YOLOv8 automatically stops training to prevent overfitting and resource wastage when no improvement is observed after 50 iterations, indicating that the model has reached convergence. Consequently, the actual number of iterations is often less than the number set in the hyperparameters to ensure complete convergence of the loss and mAP during training. For the PV-Multi-Defect-main dataset, convergence is typically achieved after about 300 iterations without data enhancement. However, with data enhancement, the model converges more slowly, generally requiring about 1,200 iterations. For the PVEL-AD dataset, which features high resolution and a large number of images, convergence is usually reached after 600 iterations.

In analyzing the experimental results, the COCO evaluation metrics are used to assess model performance. These include mean average precision (mAP), precision (P), recall (R), giga floating-point operations per second (GFLOPs), the number of parameters, and frames per second (FPS) . Observe the accuracy of the model on the training and validation sets. If the accuracy of the training set is much higher than that of the validation set, it indicates that overfitting has occurred.

The convolution, attention mechanisms, and IoU code used in these experiments are documented in the referenced articles. When using these mechanisms to reproduce the experiments, adhere to the following principles: (1) Ensure that the software, hardware, and hyperparameters used in the experiment are identical. (2) Modify the original YOLOv8n model as needed. (3) If the developer of the convolution or attention mechanism has recommended a YAML file structure, modify it accordingly; otherwise, replace all applicable convolution or attention mechanisms in the YAML file. (4) Use the same dataset and its division.

Experimental results and discussion

Effect comparison of MCSENet channel number on defect feature detection

MCSENet features a greater number of squeeze-excitation channels compared to traditional SENet, thereby enhancing its feature extraction capabilities.
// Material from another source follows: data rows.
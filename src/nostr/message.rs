//! Client and relay wire messages.
//!
//! Every frame is a JSON array whose first element names the message:
//!
//! | Direction | Frame |
//! |-----------|-------|
//! | client → relay | `["EVENT", <event>]`, `["REQ", <sub>, <filter>]`, `["CLOSE", <sub>]` |
//! | relay → client | `["EVENT", <sub>, <event>]`, `["OK", <id>, <bool>, <msg>]`, `["EOSE", <sub>]`, `["NOTICE", <msg>]`, `["CLOSED", <sub>, <msg>]` |

use super::event::Event;
use crate::{Error, Result};
use serde::Serialize;
use serde_json::{Value, json};

/// Subscription filter.
#[derive(Debug, Clone, Default, PartialEq, Eq, Serialize)]
pub struct Filter {
    /// Event kinds to receive.
    #[serde(skip_serializing_if = "Vec::is_empty")]
    pub kinds: Vec<u16>,
    /// Only events created at or after this Unix time.
    #[serde(skip_serializing_if = "Option::is_none")]
    pub since: Option<i64>,
}

/// A frame sent to a relay.
#[derive(Debug, Clone)]
pub enum ClientMessage<'a> {
    /// Publish an event.
    Event(&'a Event),
    /// Open a subscription.
    Req {
        /// Subscription id.
        subscription_id: &'a str,
        /// Filter to apply.
        filter: &'a Filter,
    },
    /// Close a subscription.
    Close(&'a str),
}

impl ClientMessage<'_> {
    /// Serializes the frame.
    ///
    /// # Errors
    ///
    /// Returns an error if serialization fails.
    pub fn to_json(&self) -> Result<String> {
        let value = match self {
            Self::Event(event) => json!(["EVENT", event]),
            Self::Req {
                subscription_id,
                filter,
            } => json!(["REQ", subscription_id, filter]),
            Self::Close(subscription_id) => json!(["CLOSE", subscription_id]),
        };
        serde_json::to_string(&value).map_err(|e| Error::operation("serialize_frame", e))
    }
}

/// A frame received from a relay.
#[derive(Debug, Clone, PartialEq, Eq)]
pub enum RelayMessage {
    /// An event matching a subscription.
    Event {
        /// Subscription the event belongs to.
        subscription_id: String,
        /// The event.
        event: Box<Event>,
    },
    /// Acknowledgement of a published event.
    Ok {
        /// Id of the published event.
        event_id: String,
        /// Whether the relay stored it.
        accepted: bool,
        /// Human-readable reason.
        message: String,
    },
    /// End of stored events for a subscription.
    EndOfStoredEvents(String),
    /// Human-readable notice.
    Notice(String),
    /// The relay ended a subscription.
    Closed {
        /// Subscription that was closed.
        subscription_id: String,
        /// Human-readable reason.
        message: String,
    },
}

fn string_at(items: &[Value], index: usize) -> String {
    items
        .get(index)
        .and_then(Value::as_str)
        .unwrap_or_default()
        .to_string()
}

impl RelayMessage {
    /// Parses a text frame.
    ///
    /// # Errors
    ///
    /// Returns [`Error::InvalidInput`] for malformed or unknown frames.
    pub fn parse(text: &str) -> Result<Self> {
        let value: Value = serde_json::from_str(text)
            .map_err(|e| Error::InvalidInput(format!("relay frame is not JSON: {e}")))?;
        let items = value
            .as_array()
            .ok_or_else(|| Error::InvalidInput("relay frame is not an array".to_string()))?;
        let name = items.first().and_then(Value::as_str).unwrap_or_default();

        match name {
            "EVENT" => {
                let event = items
                    .get(2)
                    .cloned()
                    .ok_or_else(|| Error::InvalidInput("EVENT frame without event".to_string()))?;
                let event: Event = serde_json::from_value(event)
                    .map_err(|e| Error::InvalidInput(format!("malformed event: {e}")))?;
                Ok(Self::Event {
                    subscription_id: string_at(items, 1),
                    event: Box::new(event),
                })
            },
            "OK" => Ok(Self::Ok {
                event_id: string_at(items, 1),
                accepted: items.get(2).and_then(Value::as_bool).unwrap_or(false),
                message: string_at(items, 3),
            }),
            "EOSE" => Ok(Self::EndOfStoredEvents(string_at(items, 1))),
            "NOTICE" => Ok(Self::Notice(string_at(items, 1))),
            "CLOSED" => Ok(Self::Closed {
                subscription_id: string_at(items, 1),
                message: string_at(items, 2),
            }),
            other => Err(Error::InvalidInput(format!("unknown relay frame '{other}'"))),
        }
    }
}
To ascertain the optimal quantity of squeeze-excitation channels, experiments were undertaken using the unenhanced PV-Multi-Defect-main dataset, with YOLOv8n serving as the foundational detection network. The performance metrics for detecting defects in photovoltaic panels encompassed mAP50(%), mAP50-95(%), precision, recall, and the parameter count. The experimental findings are summarized in Table 2.

Table 2:
Comparison of detection effect of number of squeeze-excitation channels.
Numbers of channels mAP50 mAP50-95 Precision Recall Parameter
1 0.818 0.505 0.790 0.758 3,015,023
2 0.832 0.513 0.774 0.805 3,018,223
3 0.845 0.532 0.793 0.819 3,021,423
4 0.843 0.525 0.794 0.801 3,024,623
5 0.804 0.495 0.782 0.791 3,027,823
DOI: 10.7717/peerj-cs.2776/table-2

An analysis of the results presented in Table 2 reveals that augmenting the number of branches in the squeeze-excitation (SE) channels bolsters the model’s feature extraction prowess, adopting a structure akin to that of a residual network. However, incorporating an excessive number of SE channels can result in the dilution of the original feature map when fused with the map post-squeeze-excitation. This imbalance leads the model to overly prioritize features extracted via squeeze-excitation, mirroring the degradation observed in models devoid of a residual structure, thereby detracting from detection accuracy. While the proliferation of SE channel branches can indeed enhance the model’s feature extraction capabilities due to its structural resemblance to a residual network, an overly abundant inclusion of compression-excitation channels can lead to the dilution of the original feature map during the merging process post-SE operation in scaling. This heightened emphasis on SE-extracted features may prompt the network to degrade into one with fewer residual blocks, ultimately undermining the network’s detection accuracy. Consequently, an excessive number of SE channels can diminish the model’s detection performance.

Consequently, an excessive number of squeeze-excitation channels can reduce the model’s detection performance. The optimal detection performance is achieved with 3 or 4 channels. The same conclusion was reached when using the PVEL-AD dataset.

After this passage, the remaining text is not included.